►

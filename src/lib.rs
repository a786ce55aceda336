//! Batch inference for hourly Citi Bike ride counts.
//!
//! Loads the per-station feature table, keeps each station's most recent
//! window, resolves the lowest-error model from the tracking registry and
//! writes one prediction per selected row.

pub mod config;
pub mod data_models;
pub mod errors;
pub mod feature_contract;
pub mod metrics;
pub mod model;
pub mod parsers;
pub mod pipeline;
pub mod predictor;
pub mod registry;
pub mod report;
pub mod resolver;
pub mod retry;
pub mod selection;
pub mod utils;
pub mod writer;

pub use config::{PipelineConfig, TrackingConfig};
pub use errors::PipelineError;
pub use feature_contract::FeatureContract;
pub use pipeline::{run_inference, InferenceSummary};
//! The named, ordered set of input columns a model expects.

use crate::data_models::FeatureTable;
use crate::errors::SchemaError;

/// Features used to train the ride-count model, in training order.
pub const CITIBIKE_FEATURES_V1: [&str; 10] = [
    "rolling_mean_24",
    "hour",
    "rolling_std_6",
    "rolling_mean_12",
    "day",
    "rolling_mean_6",
    "lag_1",
    "weekday",
    "month",
    "lag_21",
];

#[derive(Debug, Clone, PartialEq, Eq)]
pub struct FeatureContract {
    pub version: u32,
    pub names: Vec<String>,
}

impl FeatureContract {
    pub fn new(version: u32, names: Vec<String>) -> Self {
        Self { version, names }
    }

    pub fn citibike_v1() -> Self {
        Self::new(1, CITIBIKE_FEATURES_V1.iter().map(|s| s.to_string()).collect())
    }

    pub fn len(&self) -> usize {
        self.names.len()
    }

    pub fn is_empty(&self) -> bool {
        self.names.is_empty()
    }

    /// Check that a model was trained on exactly this contract.
    pub fn check_model_features(&self, model_features: &[String]) -> Result<(), SchemaError> {
        if model_features == self.names.as_slice() {
            Ok(())
        } else {
            Err(SchemaError::ContractMismatch {
                version: self.version,
                model: model_features.to_vec(),
                contract: self.names.clone(),
            })
        }
    }

    /// Map every contract name to its column index in `table`. All missing
    /// names are reported together.
    pub fn bind(&self, table: &FeatureTable) -> Result<BoundContract, SchemaError> {
        let mut indices = Vec::with_capacity(self.names.len());
        let mut missing = Vec::new();
        for name in &self.names {
            match table.column_index(name) {
                Some(idx) => indices.push(idx),
                None => missing.push(name.clone()),
            }
        }
        if !missing.is_empty() {
            return Err(SchemaError::MissingColumns {
                version: self.version,
                missing,
            });
        }
        Ok(BoundContract { indices })
    }
}

impl Default for FeatureContract {
    fn default() -> Self {
        Self::citibike_v1()
    }
}

/// A contract resolved against one table's column layout.
#[derive(Debug, Clone)]
pub struct BoundContract {
    indices: Vec<usize>,
}

impl BoundContract {
    /// Table column index for each contract position.
    pub fn indices(&self) -> &[usize] {
        &self.indices
    }
}
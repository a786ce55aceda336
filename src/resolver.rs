use crate::errors::RegistryError;
use crate::model::LoadedModel;
use crate::registry::{ModelUri, RunQuery, RunRecord, TrackingStore};
use crate::retry::{retry_with_backoff, RetryConfig};
use log::info;

/// Finds the lowest-error run of an experiment and loads its model.
pub struct ModelResolver<'a, S: TrackingStore> {
    store: &'a S,
    metric: String,
    max_results: usize,
    retry: RetryConfig,
}

impl<'a, S: TrackingStore> ModelResolver<'a, S> {
    pub fn new(store: &'a S, metric: &str) -> Self {
        Self {
            store,
            metric: metric.to_string(),
            max_results: 1,
            retry: RetryConfig {
                max_attempts: 1,
                ..RetryConfig::default()
            },
        }
    }

    pub fn with_max_results(mut self, max_results: usize) -> Self {
        self.max_results = max_results.max(1);
        self
    }

    pub fn with_retry(mut self, retry: RetryConfig) -> Self {
        self.retry = retry;
        self
    }

    /// The run with the minimum metric value. Ties keep the store's order.
    pub async fn best_run(&self, experiment_name: &str) -> Result<RunRecord, RegistryError> {
        let query = &RunQuery::best_by(&self.metric, self.max_results);
        let store = self.store;
        let runs = retry_with_backoff(
            &self.retry,
            "list runs",
            RegistryError::is_transient,
            move || store.list_runs(experiment_name, query),
        )
        .await?;

        let metric = self.metric.as_str();
        let best = runs
            .into_iter()
            .filter_map(|run| run.metric(metric).map(|value| (value, run)))
            // NaN or infinite scores never win
            .filter(|(value, _)| value.is_finite())
            .fold(None, |best: Option<(f64, RunRecord)>, (value, run)| match best {
                Some((best_value, _)) if best_value <= value => best,
                _ => Some((value, run)),
            });

        let (value, run) = best.ok_or_else(|| RegistryError::NoRuns {
            experiment: experiment_name.to_string(),
            metric: self.metric.clone(),
        })?;
        info!(
            "Best run in '{}': {} ({} = {})",
            experiment_name, run.run_id, self.metric, value
        );
        Ok(run)
    }

    pub async fn load(&self, run: &RunRecord) -> Result<LoadedModel, RegistryError> {
        let uri = ModelUri::for_run(&run.run_id);
        let store = self.store;
        let uri_ref = &uri;
        let artifact = retry_with_backoff(
            &self.retry,
            "load model",
            RegistryError::is_transient,
            move || store.load_model(uri_ref),
        )
        .await?;
        info!("Loaded model {}", uri);
        Ok(LoadedModel { uri, artifact })
    }

    /// Best run plus its loaded model.
    pub async fn resolve(&self, experiment_name: &str) -> Result<(RunRecord, LoadedModel), RegistryError> {
        let run = self.best_run(experiment_name).await?;
        let model = self.load(&run).await?;
        Ok((run, model))
    }
}
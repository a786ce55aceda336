use chrono::NaiveDateTime;
use std::io;
use std::path::PathBuf;
use thiserror::Error;

#[derive(Error, Debug)]
pub enum ConfigError {
    #[error("IO error reading config file {path}: {source}")]
    IoError {
        path: PathBuf,
        #[source]
        source: io::Error,
    },
    #[error("Failed to parse JSON configuration in {path}: {source}")]
    JsonParseError {
        path: PathBuf,
        #[source]
        source: serde_json::Error,
    },
    #[error("Configuration file not found at {path}")]
    NotFound { path: PathBuf },
    #[error("{name} environment variable not set")]
    MissingEnv { name: String },
    #[error("Tracking credentials are incomplete: {present} is set but {missing} is not")]
    PartialCredentials { present: String, missing: String },
    #[error("Invalid value for '{field}': {message}")]
    InvalidValue { field: String, message: String },
}

/// Top-level failure of one pipeline invocation. Nothing downstream of the
/// failing step runs.
#[derive(Error, Debug)]
pub enum PipelineError {
    #[error("Configuration error: {0}")]
    Config(#[from] ConfigError),
    #[error("Failed to load feature table: {0}")]
    Input(#[from] ParseError),
    #[error("Failed to resolve model: {0}")]
    Registry(#[from] RegistryError),
    #[error("Feature schema mismatch: {0}")]
    Schema(#[from] SchemaError),
    #[error("Failed to write predictions to {path}: {source}")]
    Output {
        path: PathBuf,
        #[source]
        source: io::Error,
    },
    #[error("Failed to encode predictions for {path}: {source}")]
    OutputEncode {
        path: PathBuf,
        #[source]
        source: csv::Error,
    },
}

#[derive(Error, Debug)]
pub enum ParseError {
    #[error("IO error reading data file {path}: {source}")]
    IoError {
        path: PathBuf,
        #[source]
        source: io::Error,
    },
    #[error("Error reading CSV headers in {path}: {source}")]
    HeaderReadError {
        path: PathBuf,
        #[source]
        source: csv::Error,
    },
    #[error("Error reading CSV record in {path} at row {row}: {source}")]
    RecordReadError {
        path: PathBuf,
        row: usize,
        #[source]
        source: csv::Error,
    },
    #[error("Required column '{column}' not found in {path}")]
    MissingColumn { path: PathBuf, column: String },
    #[error("Timestamp parsing error in {path} at row {row} for value '{value}': {message}")]
    TimestampParseError {
        path: PathBuf,
        row: usize,
        value: String,
        message: String,
    },
    #[error("Invalid predicted value in {path} at row {row}: '{value}'")]
    ValueParseError {
        path: PathBuf,
        row: usize,
        value: String,
    },
}

#[derive(Error, Debug)]
pub enum RegistryError {
    #[error("Experiment '{name}' does not exist")]
    ExperimentNotFound { name: String },
    #[error("No runs found in experiment '{experiment}' with metric '{metric}'")]
    NoRuns { experiment: String, metric: String },
    #[error("Model artifact not found for {uri}")]
    ArtifactNotFound { uri: String },
    #[error("Tracking service rejected the credentials (HTTP {status})")]
    Unauthorized { status: u16 },
    #[error("Tracking service returned HTTP {status} for {endpoint}: {body}")]
    Http {
        status: u16,
        endpoint: String,
        body: String,
    },
    #[error("Tracking service request to {endpoint} failed: {source}")]
    Transport {
        endpoint: String,
        #[source]
        source: reqwest::Error,
    },
    #[error("Unexpected response from {endpoint}: {message}")]
    InvalidResponse { endpoint: String, message: String },
    #[error("Invalid model URI '{uri}': {message}")]
    InvalidModelUri { uri: String, message: String },
    #[error("Invalid model artifact for {uri}: {message}")]
    InvalidArtifact { uri: String, message: String },
    #[error("IO error reading registry path {path}: {source}")]
    Io {
        path: PathBuf,
        #[source]
        source: io::Error,
    },
}

impl RegistryError {
    /// Whether the failure may go away on a retry. Only connectivity problems,
    /// throttling and server-side errors qualify.
    pub fn is_transient(&self) -> bool {
        match self {
            RegistryError::Transport { .. } => true,
            RegistryError::Http { status, .. } => *status == 429 || *status >= 500,
            _ => false,
        }
    }
}

#[derive(Error, Debug, PartialEq)]
pub enum SchemaError {
    #[error("Feature table (contract v{version}) is missing columns: {missing:?}")]
    MissingColumns { version: u32, missing: Vec<String> },
    #[error("Model expects features {model:?} but contract v{version} declares {contract:?}")]
    ContractMismatch {
        version: u32,
        model: Vec<String>,
        contract: Vec<String>,
    },
    #[error("Missing value for feature '{column}' at station {station_id}, {timestamp}")]
    MissingValue {
        station_id: String,
        timestamp: NaiveDateTime,
        column: String,
    },
}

◄

**What is required**
In the listing above, find the line containing "station's most recent" and the line containing "pub fn len(&self)", then retype both and every line between them exactly, with nothing else.

**Problem solution**
//! Loads the per-station feature table, keeps each station's most recent
//! window, resolves the lowest-error model from the tracking registry and
//! writes one prediction per selected row.

pub mod config;
pub mod data_models;
pub mod errors;
pub mod feature_contract;
pub mod metrics;
pub mod model;
pub mod parsers;
pub mod pipeline;
pub mod predictor;
pub mod registry;
pub mod report;
pub mod resolver;
pub mod retry;
pub mod selection;
pub mod utils;
pub mod writer;

pub use config::{PipelineConfig, TrackingConfig};
pub use errors::PipelineError;
pub use feature_contract::FeatureContract;
pub use pipeline::{run_inference, InferenceSummary};
//! The named, ordered set of input columns a model expects.

use crate::data_models::FeatureTable;
use crate::errors::SchemaError;

/// Features used to train the ride-count model, in training order.
pub const CITIBIKE_FEATURES_V1: [&str; 10] = [
    "rolling_mean_24",
    "hour",
    "rolling_std_6",
    "rolling_mean_12",
    "day",
    "rolling_mean_6",
    "lag_1",
    "weekday",
    "month",
    "lag_21",
];

#[derive(Debug, Clone, PartialEq, Eq)]
pub struct FeatureContract {
    pub version: u32,
    pub names: Vec<String>,
}

impl FeatureContract {
    pub fn new(version: u32, names: Vec<String>) -> Self {
        Self { version, names }
    }

    pub fn citibike_v1() -> Self {
        Self::new(1, CITIBIKE_FEATURES_V1.iter().map(|s| s.to_string()).collect())
    }

    pub fn len(&self) -> usize {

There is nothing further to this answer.